In the material below, some lines carry "local". Copy each such line.

START Source records

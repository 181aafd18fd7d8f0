// ─────────────────────────────────────────────────────────────────────
// Granule AMR Core — Refinement Engine
// © 1998–2026 Miroslav Šotek. All rights reserved.
// Contact: www.anulum.li | protoscience@anulum.li
// ORCID: https://orcid.org/0009-0009-3560-0851
// License: GNU AGPL v3 | Commercial licensing available
// ─────────────────────────────────────────────────────────────────────
//! Level refinement: every flagged real patch on a level spawns the
//! eight octant children on the next level.
//!
//! Flagging itself is a caller concern; this engine consumes the flags
//! and materializes children, parent↔child links, particle handoff,
//! and the hybrid wave-flag promotion. Failures leave no rolled-back
//! state and must not be retried.

use crate::hierarchy::PatchHierarchy;
use granule_types::collective::Collective;
use granule_types::config::SolverScheme;
use granule_types::constants::OCTANT_OFFSETS;
use granule_types::error::{GranuleError, GranuleResult};

/// Collaborator redistributing a refined parent's particle payload to
/// its new children.
pub trait ParticleMigrator {
    fn transfer_to_children(&mut self, level: usize, parent_id: usize) -> GranuleResult<()>;
}

/// No-op migrator for runs without particles.
#[derive(Debug, Clone, Copy, Default)]
pub struct NoParticles;

impl ParticleMigrator for NoParticles {
    fn transfer_to_children(&mut self, _level: usize, _parent_id: usize) -> GranuleResult<()> {
        Ok(())
    }
}

/// Refine level `lv`, creating patches on `lv + 1`.
///
/// Children are created in increasing parent order, eight consecutive
/// ids per parent, so a parent's `son` index addresses the first of
/// its block. After all parents are processed the new level's markers
/// are committed and the child level's wave flag is agreed across
/// ranks (flag promotion depends on local per-patch state, which may
/// differ between ranks).
pub fn refine_level<C: Collective>(
    hierarchy: &mut PatchHierarchy,
    lv: usize,
    alloc_data: bool,
    particles: &mut dyn ParticleMigrator,
    comm: &C,
) -> GranuleResult<()> {
    if lv >= hierarchy.top_level() {
        return Err(GranuleError::ConfigError(format!(
            "Cannot refine the maximum level {lv}"
        )));
    }
    let son_lv = lv + 1;
    let n_sons = hierarchy.level(son_lv)?.n_total();
    if n_sons != 0 {
        return Err(GranuleError::ConfigError(format!(
            "Number of son patches on level {son_lv} = {n_sons} != 0"
        )));
    }

    let hybrid = hierarchy.scheme == SolverScheme::Hybrid;
    let pscale = hierarchy.patch_scale(son_lv);
    let n_real = hierarchy.level(lv)?.n_real();

    for pid in 0..n_real {
        let (flagged, corner, switch_to_wave) = {
            let patch = &hierarchy.level(lv)?.patches[pid];
            (patch.flag, patch.corner, patch.switch_to_wave)
        };
        if !flagged {
            continue;
        }

        // Parent's son points at the first child created below.
        let first_son = hierarchy.level(son_lv)?.n_total() as i64;
        hierarchy.level_mut(lv)?.patches[pid].son = first_son;

        for offset in OCTANT_OFFSETS {
            let child_corner = [
                corner[0] + offset[0] * pscale,
                corner[1] + offset[1] * pscale,
                corner[2] + offset[2] * pscale,
            ];
            hierarchy.new_patch(son_lv, child_corner, pid as i64, alloc_data)?;
        }

        particles.transfer_to_children(lv, pid)?;

        if hybrid {
            if switch_to_wave {
                hierarchy.level_mut(son_lv)?.use_wave_flag = true;
            }
            if hierarchy.level(lv)?.use_wave_flag {
                hierarchy.level_mut(son_lv)?.use_wave_flag = true;
            }
        }
    }

    hierarchy.commit_level(son_lv)?;

    if hybrid {
        let local = hierarchy.level(son_lv)?.use_wave_flag;
        let global = comm.allreduce_or(local)?;
        hierarchy.level_mut(son_lv)?.use_wave_flag = global;
    }

    Ok(())
}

END Source records

* _Exercise output_:
/// ranks (flag promotion depends on local per-patch state, which may
        let local = hierarchy.level(son_lv)?.use_wave_flag;
        let global = comm.allreduce_or(local)?;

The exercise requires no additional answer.